They are also fantastic ambassadors and role models, for young women especially. I can remember going to a number of games with my youngest daughter, Lucy. I think Kristen Veal used to be her favourite player, and even Lucille Bailie when she was playing, but certainly it encouraged my daughter to play some sport. Those girls are fantastic role models, for young women and girls especially, to get involved in the fantastic activity that sport is, and basketball is certainly one of my favourite sports.

So to all the girls in the Capitals team, especially to Sharpy, to Lauren and to Carrie Graf, I wish them all the very best. You have done Canberra proud—win, lose or draw—but I think you will probably pull off a big one again, and that would be a fantastic farewell for Sharpy and for Lauren if she is going. Go the Capitals!

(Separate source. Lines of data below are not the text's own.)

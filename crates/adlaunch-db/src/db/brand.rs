use async_trait::async_trait;
use chrono::{DateTime, Utc};
use sqlx::types::Json;
use sqlx::PgPool;
use std::collections::HashMap;

use adlaunch_core::models::BrandTokenInfo;
use adlaunch_core::AppError;

use crate::traits::BrandStore;

/// Repository for brand credential records
#[derive(Clone)]
pub struct BrandRepository {
    pool: PgPool,
}

#[derive(sqlx::FromRow)]
struct BrandRow {
    id: String,
    meta_access_token_enc: Option<String>,
    meta_token_iv: Option<String>,
    meta_token_auth_tag: Option<String>,
    meta_token_expires_at: Option<DateTime<Utc>>,
    instagram_actor_id: Option<String>,
    use_page_actor: Option<bool>,
    pbia_cache: Option<Json<HashMap<String, String>>>,
}

impl From<BrandRow> for BrandTokenInfo {
    fn from(row: BrandRow) -> Self {
        BrandTokenInfo {
            brand_id: row.id,
            access_token_enc: row.meta_access_token_enc,
            token_iv: row.meta_token_iv,
            token_auth_tag: row.meta_token_auth_tag,
            expires_at: row.meta_token_expires_at,
            instagram_actor_id: row.instagram_actor_id,
            use_page_actor: row.use_page_actor.unwrap_or(false),
            pbia_cache: row.pbia_cache.map(|Json(cache)| cache).unwrap_or_default(),
        }
    }
}

impl BrandRepository {
    pub fn new(pool: PgPool) -> Self {
        Self { pool }
    }
}

#[async_trait]
impl BrandStore for BrandRepository {
    async fn get_brand_token_info(
        &self,
        brand_id: &str,
    ) -> Result<Option<BrandTokenInfo>, AppError> {
        // Dynamic SQLx query so builds don't need DATABASE_URL/sqlx prepare
        let row = sqlx::query_as::<_, BrandRow>(
            r#"
            SELECT
                id, meta_access_token_enc, meta_token_iv, meta_token_auth_tag,
                meta_token_expires_at, instagram_actor_id,
                use_page_actor, pbia_cache
            FROM brands
            WHERE id = $1
            "#,
        )
        .bind(brand_id)
        .fetch_optional(&self.pool)
        .await?;

        Ok(row.map(BrandTokenInfo::from))
    }

    async fn update_pbia_cache(
        &self,
        brand_id: &str,
        page_id: &str,
        instagram_id: &str,
    ) -> Result<(), AppError> {
        sqlx::query(
            r#"
            UPDATE brands
            SET pbia_cache = COALESCE(pbia_cache, '{}'::jsonb)
                || jsonb_build_object($2::text, $3::text),
                updated_at = NOW()
            WHERE id = $1
            "#,
        )
        .bind(brand_id)
        .bind(page_id)
        .bind(instagram_id)
        .execute(&self.pool)
        .await?;

        Ok(())
    }
}
//! Credential resolution for a launch batch
//!
//! Decrypts the brand's stored access token and resolves the Instagram actor
//! identity ads will post through. Token problems are batch-fatal; actor
//! resolution always degrades to a Facebook-only identity.

use chrono::{DateTime, Utc};

use adlaunch_core::models::BrandTokenInfo;
use adlaunch_core::{AppError, TokenCipher};
use adlaunch_db::BrandStore;
use adlaunch_meta::{ActorIdentity, GraphApi};

/// Decrypt the brand's Meta access token. Rejects incomplete credential
/// records and expired tokens before touching the cipher.
pub fn decrypt_brand_token(
    cipher: &TokenCipher,
    brand: &BrandTokenInfo,
    now: DateTime<Utc>,
) -> Result<String, AppError> {
    let (Some(ciphertext), Some(iv), Some(auth_tag)) = (
        brand.access_token_enc.as_deref(),
        brand.token_iv.as_deref(),
        brand.token_auth_tag.as_deref(),
    ) else {
        return Err(AppError::Encryption(format!(
            "brand {} credential record is missing encrypted token fields",
            brand.brand_id
        )));
    };

    if brand.is_expired(now) {
        let expiry = brand
            .expires_at
            .map(|at| at.to_rfc3339())
            .unwrap_or_else(|| "an unknown time".to_string());
        return Err(AppError::TokenExpired(format!(
            "Meta access token for brand {} expired at {}",
            brand.brand_id, expiry
        )));
    }

    cipher.decrypt_token(ciphertext, iv, auth_tag)
}

/// Resolve the Instagram actor for the batch.
///
/// With `use_page_actor` set, prefers a page-backed Instagram account:
/// cached mapping first, then listing, then creation. Any failure falls back
/// to the request-supplied id, then the brand default, then none. A freshly
/// discovered mapping is written back best-effort.
pub async fn resolve_actor(
    api: &dyn GraphApi,
    brand_store: &dyn BrandStore,
    brand: &BrandTokenInfo,
    page_id: &str,
    request_instagram_id: Option<&str>,
) -> ActorIdentity {
    let instagram_actor_id = if brand.use_page_actor {
        match resolve_page_backed_account(api, brand_store, brand, page_id).await {
            Some(id) => Some(id),
            None => fallback_instagram_id(brand, request_instagram_id),
        }
    } else {
        fallback_instagram_id(brand, request_instagram_id)
    };

    ActorIdentity {
        page_id: page_id.to_string(),
        instagram_actor_id,
    }
}

async fn resolve_page_backed_account(
    api: &dyn GraphApi,
    brand_store: &dyn BrandStore,
    brand: &BrandTokenInfo,
    page_id: &str,
) -> Option<String> {
    if let Some(cached) = brand.cached_pbia(page_id) {
        tracing::debug!(page_id, instagram_id = cached, "Using cached page-backed account");
        return Some(cached.to_string());
    }

    let resolved = match api.list_page_backed_accounts(page_id).await {
        Ok(accounts) if !accounts.is_empty() => Some(accounts[0].id.clone()),
        Ok(_) => match api.create_page_backed_account(page_id).await {
            Ok(account) => {
                tracing::info!(page_id, instagram_id = %account.id, "Created page-backed Instagram account");
                Some(account.id)
            }
            Err(err) => {
                tracing::warn!(page_id, error = %err, "Failed to create page-backed account");
                None
            }
        },
        Err(err) => {
            tracing::warn!(page_id, error = %err, "Failed to list page-backed accounts");
            None
        }
    };

    if let Some(instagram_id) = &resolved {
        // Best-effort cache write; a failure never aborts the batch
        if let Err(err) = brand_store
            .update_pbia_cache(&brand.brand_id, page_id, instagram_id)
            .await
        {
            tracing::warn!(
                brand_id = %brand.brand_id,
                page_id,
                error = %err,
                "Failed to persist page-backed account mapping"
            );
        }
    }

    resolved
}

fn fallback_instagram_id(
    brand: &BrandTokenInfo,
    request_instagram_id: Option<&str>,
) -> Option<String> {
    request_instagram_id
        .map(str::trim)
        .filter(|id| !id.is_empty())
        .map(String::from)
        .or_else(|| {
            brand
                .instagram_actor_id
                .as_deref()
                .map(str::trim)
                .filter(|id| !id.is_empty())
                .map(String::from)
        })
}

Prison reform—Alexander Maconochie

MS PORTER (Ginninderra) (6.09): The Centre has been in the news a lot lately. Last year, I was fortunate to be able to visit Norfolk Island, a place rich in its social and political life as well as history. I took the opportunity to learn as much as I could about the successive settlements of Norfolk.

The Polynesians settled possibly as early as 1750 AD, the two penal colonies followed, and finally it became the home of the descendants of the Bounty mutineers. The history of the two separate convict settlements was harsh, and until recently one that many would prefer to forget, as it demonstrates the worst of what human beings can do to one another under the guise of discipline.

Until my visit to Norfolk Island, the name Maconochie had only been known to me as the name of the new correctional centre to be built by the Stanhope Labor government, a centre that will be managed under human rights principles, as we know. The centre is already attracting worldwide interest because of the far-sighted operational philosophy that will underpin its day-to-day management and has informed the project since its inception.

I now realise that, like me, Mr Stanhope learnt about Alexander Maconochie, a retired naval commander, while he was at Norfolk Island. In the four years from 1840 to 1844 that Alexander Maconochie spent as the commandant of the island’s second penal colony, he was able to transform this brutal regime through the use of an innovative “marks” system which rewarded good behaviour by prisoners whilst also sanctioning the reverse.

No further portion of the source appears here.